Aim of the exercise:
Within the entries that follow, show each line where the word "await" occurs.

Provided data:
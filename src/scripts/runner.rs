use std::path::{Path, PathBuf};
use std::process::{ExitStatus, Stdio};
use tokio::process::Command;

use super::{ScriptError, ScriptStore};

/// Resolve a 1-based menu answer against the current listing.
pub fn select<'a>(scripts: &'a [String], choice: &str) -> Result<&'a str, ScriptError> {
    let invalid = || ScriptError::InvalidSelection {
        choice: choice.to_string(),
        count: scripts.len(),
    };

    let index: usize = choice.trim().parse().map_err(|_| invalid())?;
    if index == 0 || index > scripts.len() {
        return Err(invalid());
    }
    Ok(scripts[index - 1].as_str())
}

/// Execute a script with the terminal's stdio and wait for it to exit.
///
/// The script's own exit status is returned, not treated as an error. Only
/// a failure to launch it is.
pub async fn run_script(path: &Path) -> Result<ExitStatus, ScriptError> {
    tracing::info!("Running script {:?}", path);

    let status = Command::new(path)
        .stdin(Stdio::inherit())
        .stdout(Stdio::inherit())
        .stderr(Stdio::inherit())
        .status()
        .await
        .map_err(|source| ScriptError::Execution {
            path: path.to_path_buf(),
            source,
        })?;

    if !status.success() {
        tracing::warn!("Script {:?} exited with {}", path, status);
    }
    Ok(status)
}

/// List the store afresh, pick `choice` and run it.
pub async fn run_choice(
    store: &ScriptStore,
    choice: &str,
) -> Result<(PathBuf, ExitStatus), ScriptError> {
    let scripts = store.list()?;
    let path = store.script_path(select(&scripts, choice)?);
    let status = run_script(&path).await?;
    Ok((path, status))
}
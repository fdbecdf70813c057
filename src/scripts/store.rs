use std::path::{Path, PathBuf};

use super::{ScriptError, SCRIPT_EXTENSION};

/// Directory holding generated scripts. Membership is whatever `*.sh` files
/// the directory contains when it is listed.
#[derive(Debug, Clone)]
pub struct ScriptStore {
    dir: PathBuf,
}

impl ScriptStore {
    pub fn new(dir: PathBuf) -> Self {
        Self { dir }
    }

    pub fn dir(&self) -> &Path {
        &self.dir
    }

    pub fn script_path(&self, file_name: &str) -> PathBuf {
        self.dir.join(file_name)
    }

    /// Create the store directory (and parents) if absent.
    pub fn ensure_dir(&self) -> Result<(), ScriptError> {
        let mut builder = std::fs::DirBuilder::new();
        builder.recursive(true);
        #[cfg(unix)]
        {
            use std::os::unix::fs::DirBuilderExt;
            builder.mode(0o755);
        }

        builder.create(&self.dir).map_err(|source| ScriptError::Store {
            path: self.dir.clone(),
            source,
        })?;
        tracing::debug!("Script folder ready: {:?}", self.dir);
        Ok(())
    }

    /// Write a script, truncating any existing file with the same name.
    pub fn write_script(&self, file_name: &str, content: &str) -> Result<PathBuf, ScriptError> {
        let path = self.script_path(file_name);
        std::fs::write(&path, content).map_err(|source| ScriptError::Store {
            path: path.clone(),
            source,
        })?;
        tracing::debug!("Wrote script {:?} ({} bytes)", path, content.len());
        Ok(path)
    }

    /// Add the execute bits (`chmod +x`) to an existing file.
    pub fn make_executable(&self, path: &Path) -> Result<(), ScriptError> {
        #[cfg(unix)]
        {
            use std::os::unix::fs::PermissionsExt;

            let to_error = |source: std::io::Error| ScriptError::Permission {
                path: path.to_path_buf(),
                source,
            };
            let mut perms = std::fs::metadata(path).map_err(to_error)?.permissions();
            perms.set_mode(perms.mode() | 0o111);
            std::fs::set_permissions(path, perms).map_err(to_error)?;
        }
        #[cfg(not(unix))]
        let _ = path;

        Ok(())
    }

    /// File names ending in `.sh`, sorted by name.
    pub fn list(&self) -> Result<Vec<String>, ScriptError> {
        let to_error = |source: std::io::Error| ScriptError::NotFound {
            path: self.dir.clone(),
            source,
        };

        let mut scripts = Vec::new();
        for entry in std::fs::read_dir(&self.dir).map_err(to_error)? {
            let entry = entry.map_err(to_error)?;
            let path = entry.path();
            if path.extension().and_then(|e| e.to_str()) != Some(SCRIPT_EXTENSION) {
                continue;
            }
            if let Some(name) = path.file_name().and_then(|n| n.to_str()) {
                scripts.push(name.to_string());
            }
        }

        scripts.sort();
        tracing::debug!("Found {} scripts in {:?}", scripts.len(), self.dir);
        Ok(scripts)
    }
}

#[cfg(test)]
mod tests {
    use super::*;
    use tempfile::TempDir;

    #[test]
    fn ensure_dir_creates_nested_directories() {
        let tmp = TempDir::new().unwrap();
        let store = ScriptStore::new(tmp.path().join("a").join("docker-scripts"));

        store.ensure_dir().unwrap();

        assert!(
            store.dir().is_dir(),
            "ensure_dir: should create the store and its parents"
        );
    }

    #[test]
    fn ensure_dir_is_idempotent() {
        let tmp = TempDir::new().unwrap();
        let store = ScriptStore::new(tmp.path().join("docker-scripts"));

        store.ensure_dir().unwrap();
        assert!(
            store.ensure_dir().is_ok(),
            "ensure_dir: second call should succeed on an existing directory"
        );
    }

    #[cfg(unix)]
    #[test]
    fn ensure_dir_uses_0755() {
        use std::os::unix::fs::PermissionsExt;

        let tmp = TempDir::new().unwrap();
        let store = ScriptStore::new(tmp.path().join("docker-scripts"));
        store.ensure_dir().unwrap();

        let mode = std::fs::metadata(store.dir()).unwrap().permissions().mode();
        // umask may clear group/other write but never adds bits
        assert_eq!(mode & 0o700, 0o700);
        assert_eq!(mode & 0o022, 0);
    }

    #[test]
    fn ensure_dir_fails_when_path_is_a_file() {
        let tmp = TempDir::new().unwrap();
        let blocker = tmp.path().join("docker-scripts");
        std::fs::write(&blocker, "not a dir").unwrap();

        let err = ScriptStore::new(blocker).ensure_dir().unwrap_err();
        assert!(matches!(err, ScriptError::Store { .. }));
    }

    #[test]
    fn write_script_overwrites_existing() {
        let tmp = TempDir::new().unwrap();
        let store = ScriptStore::new(tmp.path().to_path_buf());

        store.write_script("start_a.sh", "first").unwrap();
        let path = store.write_script("start_a.sh", "second").unwrap();

        assert_eq!(
            std::fs::read_to_string(&path).unwrap(),
            "second",
            "write_script: last write should win"
        );
    }

    #[test]
    fn write_script_fails_without_directory() {
        let tmp = TempDir::new().unwrap();
        let store = ScriptStore::new(tmp.path().join("missing"));

        let err = store.write_script("start_a.sh", "x").unwrap_err();
        assert!(matches!(err, ScriptError::Store { .. }));
    }

    #[cfg(unix)]
    #[test]
    fn make_executable_sets_execute_bits() {
        use std::os::unix::fs::PermissionsExt;

        let tmp = TempDir::new().unwrap();
        let store = ScriptStore::new(tmp.path().to_path_buf());
        let path = store.write_script("start_a.sh", "#!/bin/sh\n").unwrap();

        store.make_executable(&path).unwrap();

        let mode = std::fs::metadata(&path).unwrap().permissions().mode();
        assert_eq!(mode & 0o111, 0o111, "make_executable: should set +x");
    }

    #[cfg(unix)]
    #[test]
    fn make_executable_fails_for_missing_file() {
        let tmp = TempDir::new().unwrap();
        let store = ScriptStore::new(tmp.path().to_path_buf());

        let err = store
            .make_executable(&tmp.path().join("nope.sh"))
            .unwrap_err();
        assert!(matches!(err, ScriptError::Permission { .. }));
    }

    #[test]
    fn list_filters_by_extension() {
        let tmp = TempDir::new().unwrap();
        let store = ScriptStore::new(tmp.path().to_path_buf());
        store.write_script("start_a.sh", "").unwrap();
        store.write_script("stop_a.sh", "").unwrap();
        std::fs::write(tmp.path().join("notes.txt"), "#!/bin/sh\n").unwrap();
        std::fs::write(tmp.path().join("sh"), "").unwrap();
        std::fs::write(tmp.path().join("backup.sh.bak"), "").unwrap();

        let scripts = store.list().unwrap();

        assert_eq!(scripts, vec!["start_a.sh", "stop_a.sh"]);
    }

    #[test]
    fn list_fails_when_directory_missing() {
        let tmp = TempDir::new().unwrap();
        let store = ScriptStore::new(tmp.path().join("never-created"));

        let err = store.list().unwrap_err();
        assert!(
            matches!(err, ScriptError::NotFound { .. }),
            "list: missing store should be NotFound"
        );
    }

    #[test]
    fn list_is_recomputed_each_call() {
        let tmp = TempDir::new().unwrap();
        let store = ScriptStore::new(tmp.path().to_path_buf());
        assert!(store.list().unwrap().is_empty());

        store.write_script("x.sh", "").unwrap();

        assert_eq!(store.list().unwrap(), vec!["x.sh"]);
    }
}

Exercise answer:
        .await
    let status = run_script(&path).await?;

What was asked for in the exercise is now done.